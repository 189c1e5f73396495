//! The droid's autonomous movement loop.
//!
//! [`Agent::update`] advances the simulation by one frame and returns a fresh
//! [`AgentFrame`]: everything the renderer needs, recomputed from state every
//! tick. The renderer never mutates the agent.

use crate::constants::{
    ARRIVAL_TOLERANCE, BOB_AMPLITUDE, BOB_FREQUENCY, DEFAULT_LINEAR_SPEED,
    DOME_IDLE_SPIN_RAD_PER_SEC, EXPLORE_DELAY_MS, EYE_FLASH_FREQUENCY, EYE_FLASH_THRESHOLD,
    GESTURE_MS, LOOK_AROUND_MS, MAX_FRAME_DT_SEC, MOVE_HEADING_TOLERANCE_RAD, SCANNER_SPIN_RAD_PER_SEC,
    SCAN_DWELL_MS, TILT_AMPLITUDE, TILT_DECAY_PER_FRAME, TRAIL_CAPACITY, TRAIL_LIFT,
    TRAIL_MIN_STEP, TURN_RATE_RAD_PER_SEC, TURN_THRESHOLD_RAD, WHEEL_SPIN_PER_UNIT,
};
use crate::waypoints::{planar_distance, Waypoint};
use glam::Vec3;
use rand::rngs::StdRng;
use rand::{Rng, SeedableRng};
use serde::{Deserialize, Serialize};
use smallvec::SmallVec;
use std::collections::VecDeque;
use std::f32::consts::{PI, TAU};
use std::time::Duration;

#[derive(Clone, Copy, Debug, PartialEq, Eq, Serialize, Deserialize)]
#[serde(rename_all = "lowercase")]
pub enum AgentMode {
    /// Exploring with nothing to explore.
    Idle,
    Exploring,
    Moving,
    Scanning,
}

#[derive(Clone, Copy, Debug, PartialEq, Eq, Serialize, Deserialize)]
#[serde(rename_all = "kebab-case")]
pub enum Gesture {
    Dance,
    Wave,
    LookAround,
}

impl Gesture {
    pub fn duration(self) -> Duration {
        match self {
            Gesture::Dance | Gesture::Wave => Duration::from_millis(GESTURE_MS),
            Gesture::LookAround => Duration::from_millis(LOOK_AROUND_MS),
        }
    }

    /// `robot.dance` / `robot.wave` console commands.
    pub fn from_command(command: &str) -> Option<Self> {
        match command.trim().to_lowercase().as_str() {
            "robot.dance" => Some(Gesture::Dance),
            "robot.wave" => Some(Gesture::Wave),
            _ => None,
        }
    }

    /// Inverse of [`Gesture::from_command`]; look-around has no command.
    pub fn command(self) -> Option<&'static str> {
        match self {
            Gesture::Dance => Some("robot.dance"),
            Gesture::Wave => Some("robot.wave"),
            Gesture::LookAround => None,
        }
    }
}

#[derive(Clone, Debug, PartialEq)]
pub struct AgentTuning {
    pub linear_speed: f32,
    pub turn_rate: f32,
    pub arrival_tolerance: f32,
    pub turn_threshold: f32,
    pub move_heading_tolerance: f32,
    pub explore_delay: Duration,
    pub scan_dwell: Duration,
}

impl Default for AgentTuning {
    fn default() -> Self {
        Self {
            linear_speed: DEFAULT_LINEAR_SPEED,
            turn_rate: TURN_RATE_RAD_PER_SEC,
            arrival_tolerance: ARRIVAL_TOLERANCE,
            turn_threshold: TURN_THRESHOLD_RAD,
            move_heading_tolerance: MOVE_HEADING_TOLERANCE_RAD,
            explore_delay: Duration::from_millis(EXPLORE_DELAY_MS),
            scan_dwell: Duration::from_millis(SCAN_DWELL_MS),
        }
    }
}

#[derive(Clone, Copy, Debug, PartialEq)]
pub enum AgentEvent {
    StartedMoving { target: Vec3 },
    Arrived { target: Vec3 },
    ScanComplete,
}

pub type AgentEvents = SmallVec<[AgentEvent; 2]>;

const IDLE_INDICATOR: [f32; 3] = [0.0, 0.85, 1.0];
const MOVING_INDICATOR: [f32; 3] = [0.063, 0.725, 0.506];
const SCANNING_INDICATOR: [f32; 3] = [0.961, 0.620, 0.043];

/// Per-tick render snapshot of the droid.
#[derive(Clone, Debug, PartialEq, Serialize, Deserialize)]
#[serde(rename_all = "camelCase")]
pub struct AgentFrame {
    pub position: Vec3,
    pub heading: f32,
    pub mode: AgentMode,
    pub target: Option<Vec3>,
    pub wheel_angle: f32,
    pub scanner_angle: f32,
    pub dome_yaw: f32,
    pub body_tilt: f32,
    pub bob_offset: f32,
    pub eye_intensity: f32,
    pub scanner_intensity: f32,
    pub indicator_color: [f32; 3],
    pub scan_beam_visible: bool,
    pub scan_beam_angle: f32,
    pub gesture: Option<Gesture>,
    pub gesture_yaw: f32,
    pub gesture_bounce: f32,
    pub speed_multiplier: f32,
}

/// Bounded ring of past positions; the oldest sample is overwritten.
#[derive(Clone, Debug)]
pub struct Trail {
    samples: VecDeque<Vec3>,
    capacity: usize,
    min_step: f32,
    last: Option<Vec3>,
}

impl Default for Trail {
    fn default() -> Self {
        Self::new(TRAIL_CAPACITY, TRAIL_MIN_STEP)
    }
}

impl Trail {
    pub fn new(capacity: usize, min_step: f32) -> Self {
        Self {
            samples: VecDeque::with_capacity(capacity),
            capacity,
            min_step,
            last: None,
        }
    }

    /// Records `position` if it is far enough from the last sample.
    pub fn sample(&mut self, position: Vec3) -> bool {
        if let Some(last) = self.last {
            if position.distance(last) <= self.min_step {
                return false;
            }
        }
        if self.samples.len() == self.capacity {
            self.samples.pop_front();
        }
        self.samples.push_back(position + Vec3::Y * TRAIL_LIFT);
        self.last = Some(position);
        true
    }

    pub fn points(&self) -> impl ExactSizeIterator<Item = Vec3> + '_ {
        self.samples.iter().copied()
    }

    pub fn len(&self) -> usize {
        self.samples.len()
    }

    pub fn is_empty(&self) -> bool {
        self.samples.is_empty()
    }

    pub fn capacity(&self) -> usize {
        self.capacity
    }

    pub fn clear(&mut self) {
        self.samples.clear();
        self.last = None;
    }
}

/// Wrap an angle into (-PI, PI].
#[inline]
pub fn wrap_angle(a: f32) -> f32 {
    let w = (a + PI).rem_euclid(TAU) - PI;
    if w == -PI {
        PI
    } else {
        w
    }
}

/// Heading convention: 0 faces +z, positive yaw turns toward +x.
#[inline]
pub fn bearing(from: Vec3, to: Vec3) -> f32 {
    (to.x - from.x).atan2(to.z - from.z)
}

pub struct Agent {
    tuning: AgentTuning,
    rng: StdRng,
    clock: Duration,
    mode: AgentMode,
    mode_since: Duration,
    position: Vec3,
    heading: f32,
    target: Option<Vec3>,
    last_target: Option<Vec3>,
    turning: bool,
    wheel_angle: f32,
    scanner_angle: f32,
    dome_yaw: f32,
    body_tilt: f32,
    bob_offset: f32,
    gesture: Option<(Gesture, Duration)>,
    speed_multiplier: f32,
    trail: Trail,
}

impl Agent {
    pub fn new(tuning: AgentTuning, seed: u64) -> Self {
        Self {
            tuning,
            rng: StdRng::seed_from_u64(seed),
            clock: Duration::ZERO,
            mode: AgentMode::Exploring,
            mode_since: Duration::ZERO,
            position: Vec3::ZERO,
            heading: 0.0,
            target: None,
            last_target: None,
            turning: false,
            wheel_angle: 0.0,
            scanner_angle: 0.0,
            dome_yaw: 0.0,
            body_tilt: 0.0,
            bob_offset: 0.0,
            gesture: None,
            speed_multiplier: 1.0,
            trail: Trail::default(),
        }
    }

    pub fn mode(&self) -> AgentMode {
        self.mode
    }

    /// Simulation time of the last mode change.
    pub fn mode_since(&self) -> Duration {
        self.mode_since
    }

    pub fn clock(&self) -> Duration {
        self.clock
    }

    pub fn position(&self) -> Vec3 {
        self.position
    }

    pub fn heading(&self) -> f32 {
        self.heading
    }

    pub fn target(&self) -> Option<Vec3> {
        self.target
    }

    /// Where the agent last arrived, kept after the scan ends.
    pub fn last_target(&self) -> Option<Vec3> {
        self.last_target
    }

    pub fn trail(&self) -> &Trail {
        &self.trail
    }

    pub fn gesture(&self) -> Option<Gesture> {
        self.gesture.map(|(g, _)| g)
    }

    pub fn set_speed_multiplier(&mut self, multiplier: f32) {
        self.speed_multiplier = multiplier.max(0.0);
    }

    /// Gestures overlay the body animation; navigation carries on.
    pub fn start_gesture(&mut self, gesture: Gesture) {
        log::info!("[agent] gesture {:?}", gesture);
        self.gesture = Some((gesture, self.clock));
    }

    /// Advance one frame. `dt` is in seconds and is clamped so a hidden tab
    /// does not teleport the droid.
    pub fn update(&mut self, dt: f32, waypoints: &[Waypoint]) -> (AgentFrame, AgentEvents) {
        let dt = if dt.is_finite() {
            dt.clamp(0.0, MAX_FRAME_DT_SEC)
        } else {
            0.0
        };
        self.clock += Duration::from_secs_f32(dt);
        let mut events = AgentEvents::new();

        match self.mode {
            AgentMode::Idle | AgentMode::Exploring => self.explore(waypoints, &mut events),
            AgentMode::Moving => self.steer(dt, &mut events),
            AgentMode::Scanning => {
                self.scanner_angle = wrap_angle(self.scanner_angle + SCANNER_SPIN_RAD_PER_SEC * dt);
                if self.clock - self.mode_since >= self.tuning.scan_dwell {
                    self.target = None;
                    self.set_mode(AgentMode::Exploring);
                    events.push(AgentEvent::ScanComplete);
                }
            }
        }

        self.trail.sample(self.position);
        self.animate(dt);
        (self.frame(), events)
    }

    /// Snapshot of the current state without advancing time.
    pub fn frame(&self) -> AgentFrame {
        let t = self.clock.as_secs_f32();
        let idle = matches!(self.mode, AgentMode::Idle | AgentMode::Exploring);
        let scanning = self.mode == AgentMode::Scanning;

        let eye_intensity = if idle && (t * EYE_FLASH_FREQUENCY).sin() > EYE_FLASH_THRESHOLD {
            2.0
        } else {
            1.0
        };
        let indicator_color = match self.mode {
            AgentMode::Moving => MOVING_INDICATOR,
            AgentMode::Scanning => SCANNING_INDICATOR,
            AgentMode::Idle | AgentMode::Exploring => IDLE_INDICATOR,
        };

        let (gesture, gesture_yaw, gesture_bounce, dome_wiggle) = match self.gesture {
            Some((g, start)) => {
                let e = (self.clock - start).as_secs_f32();
                match g {
                    Gesture::Dance => (
                        Some(g),
                        (e * 8.0).sin() * 0.6,
                        (e * 10.0).sin().abs() * 0.15,
                        (e * 6.0).sin() * 0.3,
                    ),
                    Gesture::Wave => (Some(g), 0.0, 0.0, (e * 12.0).sin() * 0.4),
                    Gesture::LookAround => (Some(g), 0.0, 0.0, (e * 2.0).sin() * 1.2),
                }
            }
            None => (None, 0.0, 0.0, 0.0),
        };

        AgentFrame {
            position: self.position,
            heading: self.heading,
            mode: self.mode,
            target: self.target,
            wheel_angle: self.wheel_angle,
            scanner_angle: self.scanner_angle,
            dome_yaw: self.dome_yaw + dome_wiggle,
            body_tilt: self.body_tilt,
            bob_offset: self.bob_offset,
            eye_intensity,
            scanner_intensity: if scanning { 2.0 } else { 0.5 },
            indicator_color,
            scan_beam_visible: scanning,
            scan_beam_angle: self.scanner_angle,
            gesture,
            gesture_yaw,
            gesture_bounce,
            speed_multiplier: self.speed_multiplier,
        }
    }

    fn set_mode(&mut self, mode: AgentMode) {
        if self.mode != mode {
            log::debug!("[agent] {:?} -> {:?}", self.mode, mode);
            self.mode = mode;
            self.mode_since = self.clock;
        }
    }

    fn explore(&mut self, waypoints: &[Waypoint], events: &mut AgentEvents) {
        if waypoints.is_empty() {
            self.set_mode(AgentMode::Idle);
            return;
        }
        if self.mode == AgentMode::Idle {
            self.set_mode(AgentMode::Exploring);
            return;
        }
        if self.clock - self.mode_since < self.tuning.explore_delay {
            return;
        }
        let pick = &waypoints[self.rng.gen_range(0..waypoints.len())];
        let target = Vec3::new(pick.position.x, 0.0, pick.position.z);
        self.target = Some(target);
        self.set_mode(AgentMode::Moving);
        events.push(AgentEvent::StartedMoving { target });
    }

    fn steer(&mut self, dt: f32, events: &mut AgentEvents) {
        let Some(target) = self.target else {
            self.set_mode(AgentMode::Exploring);
            return;
        };
        let distance = planar_distance(self.position, target);
        if distance <= self.tuning.arrival_tolerance {
            self.turning = false;
            self.last_target = Some(target);
            self.set_mode(AgentMode::Scanning);
            events.push(AgentEvent::Arrived { target });
            return;
        }

        let error = wrap_angle(bearing(self.position, target) - self.heading);
        self.turning = error.abs() > self.tuning.turn_threshold;
        let max_turn = self.tuning.turn_rate * dt;
        self.heading = wrap_angle(self.heading + error.clamp(-max_turn, max_turn));

        let error = wrap_angle(bearing(self.position, target) - self.heading);
        if error.abs() < self.tuning.move_heading_tolerance {
            let step = (self.tuning.linear_speed * self.speed_multiplier * dt).min(distance);
            self.position.x += self.heading.sin() * step;
            self.position.z += self.heading.cos() * step;
            self.wheel_angle = wrap_angle(self.wheel_angle + step * WHEEL_SPIN_PER_UNIT);
        }
    }

    fn animate(&mut self, dt: f32) {
        let t = self.clock.as_secs_f32();
        match self.mode {
            AgentMode::Idle | AgentMode::Exploring => {
                self.bob_offset = (t * BOB_FREQUENCY).sin() * BOB_AMPLITUDE;
                self.dome_yaw = wrap_angle(self.dome_yaw + DOME_IDLE_SPIN_RAD_PER_SEC * dt);
            }
            AgentMode::Scanning => {
                self.bob_offset *= decay(dt);
                self.dome_yaw = (t * 2.0).sin() * 0.1;
            }
            AgentMode::Moving => self.bob_offset *= decay(dt),
        }

        if self.turning {
            self.body_tilt = (t * 5.0).sin() * TILT_AMPLITUDE;
        } else {
            self.body_tilt *= decay(dt);
        }

        if let Some((g, start)) = self.gesture {
            if self.clock - start >= g.duration() {
                self.gesture = None;
            }
        }
    }
}

/// Per-frame easing factor scaled to the actual frame length.
#[inline]
fn decay(dt: f32) -> f32 {
    TILT_DECAY_PER_FRAME.powf(dt * 60.0)
}

#[cfg(test)]
mod tests {
    use super::*;

    #[test]
    fn wrap_angle_stays_in_half_open_range() {
        assert!((wrap_angle(3.0 * PI) - PI).abs() < 1e-5);
        assert!((wrap_angle(-PI / 2.0) + PI / 2.0).abs() < 1e-6);
        assert!((wrap_angle(TAU + 0.25) - 0.25).abs() < 1e-5);
    }

    #[test]
    fn bearing_zero_faces_positive_z() {
        assert!(bearing(Vec3::ZERO, Vec3::Z).abs() < 1e-6);
        assert!((bearing(Vec3::ZERO, Vec3::X) - PI / 2.0).abs() < 1e-6);
    }

    #[test]
    fn decay_matches_per_frame_factor_at_60fps() {
        assert!((decay(1.0 / 60.0) - TILT_DECAY_PER_FRAME).abs() < 1e-5);
    }
}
++++++++++
Exercise =>
Transcribe, please, every line from the first line of the listing above through the line with "mutates the agent.". Keep both ends and nothing else.

Written solution =>
repository 189c1e5f73396495
//! The droid's autonomous movement loop.
//!
//! [`Agent::update`] advances the simulation by one frame and returns a fresh
//! [`AgentFrame`]: everything the renderer needs, recomputed from state every
//! tick. The renderer never mutates the agent.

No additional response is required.